For the control spring (and here is another area where I definitely show the greenness) - I am going to assume this is what I have seen called the 'contra' or 'torque' spring - is 1500 too much? I know without a doubt that 2000 is too much and had wondered if 1000 might be too little or not.
Milling was a thought for much further down the road and only after much research and questioning of those whom know (such as yourself). I knew it would require high octane but had wondered what effect ethanol vs. the oil would have. Currently in Florida (where I live) all gas dispensed at pumps is required to be an ethanol blend unless it is for recreational purposes (I have a local purveyor of 90 octane non-ethanol, which is what I use with about 1oz of Seafoam per gallon). I have seen, too, where the Sunoco 100 octane is nearby, but it still has ethanol. I'd have to drive about an hour or so South of where I live to get non-ethanol racing fuel, so milling was a thought only.

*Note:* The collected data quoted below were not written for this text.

//! One export run, end to end
//!
//! Authenticate and scrape, load both exports, merge, optionally summarize,
//! then write the snapshot. Session-level failures abort the run before
//! anything is written; a missing or unreadable export only drops that source.
//! The optional summary text file is written last and never fails the run.

use crate::auth::Authenticator;
use crate::browser::BrowserSession;
use crate::config::{Credentials, RunConfig};
use crate::deadline::Deadline;
use crate::error::{Result, WrapupError};
use crate::exports::{self, ExportFormat, LoadOptions};
use crate::inference::InferenceClient;
use crate::merge::{MergedDataset, Merger};
use crate::record::{HistoryRecord, RecordBounds, Source};
use crate::scrape::{BrowserListing, HistoryScraper, ScrapeOutcome};
use crate::snapshot::{write_atomic, Snapshot, SnapshotWriter};
use serde::{Deserialize, Serialize};
use std::fmt;
use std::path::{Path, PathBuf};

#[derive(Debug, Clone, PartialEq, Eq, Serialize, Deserialize)]
#[serde(rename_all = "kebab-case", tag = "state", content = "reason")]
pub enum SourceStatus {
    Loaded,
    /// Not configured for this run
    Skipped,
    /// Configured but unusable; the run went on without it
    Failed(String),
}

/// How one source fared
#[derive(Debug, Clone, PartialEq, Eq, Serialize, Deserialize)]
pub struct SourceReport {
    pub source: Source,
    pub status: SourceStatus,
    pub records: usize,
    pub malformed: usize,
    pub filtered: usize,
}

impl SourceReport {
    pub fn loaded(source: Source, records: usize, malformed: usize, filtered: usize) -> Self {
        Self { source, status: SourceStatus::Loaded, records, malformed, filtered }
    }

    pub fn skipped(source: Source) -> Self {
        Self { source, status: SourceStatus::Skipped, records: 0, malformed: 0, filtered: 0 }
    }

    pub fn failed(source: Source, reason: impl Into<String>) -> Self {
        Self { source, status: SourceStatus::Failed(reason.into()), records: 0, malformed: 0, filtered: 0 }
    }
}

#[derive(Debug, Clone, PartialEq, Eq)]
pub enum SummaryOutcome {
    Disabled,
    /// Summary requested but no access key was configured
    MissingKey,
    Generated,
    /// Generated and kept in the snapshot, but the text file could not be written
    NotSaved(String),
    Failed(String),
}

/// What a finished run produced
#[derive(Debug, Clone)]
pub struct RunReport {
    pub snapshot_path: PathBuf,
    pub records: usize,
    pub sources: Vec<SourceReport>,
    pub summary: SummaryOutcome,
}

impl RunReport {
    pub fn malformed(&self) -> usize {
        self.sources.iter().map(|s| s.malformed).sum()
    }

    pub fn failed_sources(&self) -> impl Iterator<Item = &SourceReport> {
        self.sources.iter().filter(|s| matches!(s.status, SourceStatus::Failed(_)))
    }
}

impl fmt::Display for RunReport {
    fn fmt(&self, f: &mut fmt::Formatter<'_>) -> fmt::Result {
        writeln!(f, "Wrote {} records to {}", self.records, self.snapshot_path.display())?;
        for report in &self.sources {
            match &report.status {
                SourceStatus::Loaded => writeln!(
                    f,
                    "  {:<10} loaded  {} records, {} malformed, {} filtered",
                    report.source.as_str(),
                    report.records,
                    report.malformed,
                    report.filtered
                )?,
                SourceStatus::Skipped => writeln!(f, "  {:<10} skipped", report.source.as_str())?,
                SourceStatus::Failed(reason) => writeln!(f, "  {:<10} failed  {}", report.source.as_str(), reason)?,
            }
        }
        match &self.summary {
            SummaryOutcome::Disabled => write!(f, "Summary: disabled"),
            SummaryOutcome::MissingKey => write!(f, "Summary: skipped (no access key)"),
            SummaryOutcome::Generated => write!(f, "Summary: generated"),
            SummaryOutcome::NotSaved(reason) => write!(f, "Summary: generated, text file not written ({})", reason),
            SummaryOutcome::Failed(reason) => write!(f, "Summary: failed ({})", reason),
        }
    }
}

/// Load one export, turning source-level failures into a report.
///
/// Errors that are not source-level are returned and end the run.
pub fn load_source(
    format: ExportFormat,
    path: Option<&Path>,
    options: &LoadOptions,
) -> Result<(Vec<HistoryRecord>, SourceReport)> {
    let source = format.source();
    let Some(path) = path else {
        log::info!("No {} export configured", format);
        return Ok((Vec::new(), SourceReport::skipped(source)));
    };

    match exports::load_export(path, format, options) {
        Ok(loaded) => {
            log::info!(
                "Loaded {} {} records ({} malformed, {} filtered)",
                loaded.records.len(),
                format,
                loaded.malformed,
                loaded.filtered
            );
            let report = SourceReport::loaded(source, loaded.records.len(), loaded.malformed, loaded.filtered);
            Ok((loaded.records, report))
        }
        Err(e) if e.is_source_level() => {
            log::warn!("Skipping {} source: {}", format, e);
            Ok((Vec::new(), SourceReport::failed(source, e.to_string())))
        }
        Err(e) => Err(e),
    }
}

pub struct Pipeline {
    config: RunConfig,
    credentials: Option<Credentials>,
}

impl Pipeline {
    /// `credentials` need a login only when scraping is enabled
    pub fn new(config: RunConfig, credentials: Option<Credentials>) -> Self {
        Self { config, credentials }
    }

    pub fn config(&self) -> &RunConfig {
        &self.config
    }

    pub fn run(&self) -> Result<RunReport> {
        let deadline = Deadline::after(self.config.run_timeout);
        let options = LoadOptions { year: self.config.year, bounds: RecordBounds::up_to_today() };
        let mut sources = Vec::with_capacity(Source::ALL.len());

        let scraped = if self.config.skip_scrape {
            log::info!("Scraping disabled, building from exports only");
            sources.push(SourceReport::skipped(Source::Scraped));
            Vec::new()
        } else {
            let outcome = self.scrape(&deadline, options.bounds)?;
            let report = &outcome.report;
            sources.push(SourceReport::loaded(Source::Scraped, report.records, report.malformed, report.filtered));
            outcome.records
        };
        deadline.check()?;

        let (goodreads, report) =
            load_source(ExportFormat::Goodreads, self.config.exports.goodreads.as_deref(), &options)?;
        sources.push(report);
        let (strava, report) = load_source(ExportFormat::Strava, self.config.exports.strava.as_deref(), &options)?;
        sources.push(report);
        deadline.check()?;

        let dataset = Merger::new(self.config.merge.clone()).merge(scraped, goodreads, strava);

        let (summary_text, mut summary) = self.summarize(&dataset, &deadline);

        // Nothing is written once the budget is spent
        deadline.check()?;

        let records = dataset.len();
        let snapshot = Snapshot::new(dataset, self.config.year)
            .with_sources(sources.clone())
            .with_summary(summary_text.clone());
        SnapshotWriter::new(&self.config.snapshot_path).write(&snapshot)?;

        // The snapshot is already in place, so this can no longer fail the run
        if let (Some(path), Some(text)) = (&self.config.summary_path, &summary_text) {
            match write_atomic(path, text.as_bytes()) {
                Ok(()) => log::info!("Wrote summary to {}", path.display()),
                Err(e) => {
                    log::warn!("Summary kept in snapshot only: {}", e);
                    summary = SummaryOutcome::NotSaved(e.to_string());
                }
            }
        }

        Ok(RunReport { snapshot_path: self.config.snapshot_path.clone(), records, sources, summary })
    }

    /// Log in and walk the history listing.
    ///
    /// The browser session lives only inside this call and is released on
    /// every path out of it.
    fn scrape(&self, deadline: &Deadline, bounds: RecordBounds) -> Result<ScrapeOutcome> {
        let credentials = self.credentials.as_ref().filter(|c| c.has_login()).ok_or_else(|| {
            WrapupError::Config("library credentials are required unless scraping is skipped".to_string())
        })?;

        let session = BrowserSession::launch(self.config.launch.clone())?;
        Authenticator::new(self.config.login.clone()).login(&session, credentials)?;
        deadline.check()?;

        let scraper = HistoryScraper::new(self.config.scrape.clone()).with_year(self.config.year).with_bounds(bounds);
        let mut listing = BrowserListing::new(&session, &self.config.scrape);
        let outcome = scraper.scrape(&mut listing, deadline)?;

        log::info!(
            "Scraped {} records from {} pages ({:?})",
            outcome.report.records,
            outcome.report.pages,
            outcome.report.stop_reason
        );
        Ok(outcome)
    }

    /// Failures here never end the run
    fn summarize(&self, dataset: &MergedDataset, deadline: &Deadline) -> (Option<String>, SummaryOutcome) {
        let Some(config) = &self.config.inference else {
            return (None, SummaryOutcome::Disabled);
        };
        let Some(api_key) = self.credentials.as_ref().and_then(Credentials::api_key) else {
            log::warn!("No model access key configured, skipping summary");
            return (None, SummaryOutcome::MissingKey);
        };

        let mut config = config.clone();
        config.timeout = config.timeout.min(deadline.remaining());

        let result = InferenceClient::new(config, api_key)
            .and_then(|client| client.summarize(dataset.aggregates(), self.config.year));
        match result {
            Ok(text) => (Some(text), SummaryOutcome::Generated),
            Err(e) => {
                log::warn!("Summary generation failed: {}", e);
                (None, SummaryOutcome::Failed(e.to_string()))
            }
        }
    }
}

I hadn't even gotten to thinking about the intake coupler. I have so much yet to learn:)
I will keep posting updates as I make changes or find out more.
Although the engine in the Like50 2t is similar to the People, Agility, & Super 8 50cc 2t's, they each have different characteristics and there's just so little about the Like online... but I digress.
Thank you very much for your insight. More to come...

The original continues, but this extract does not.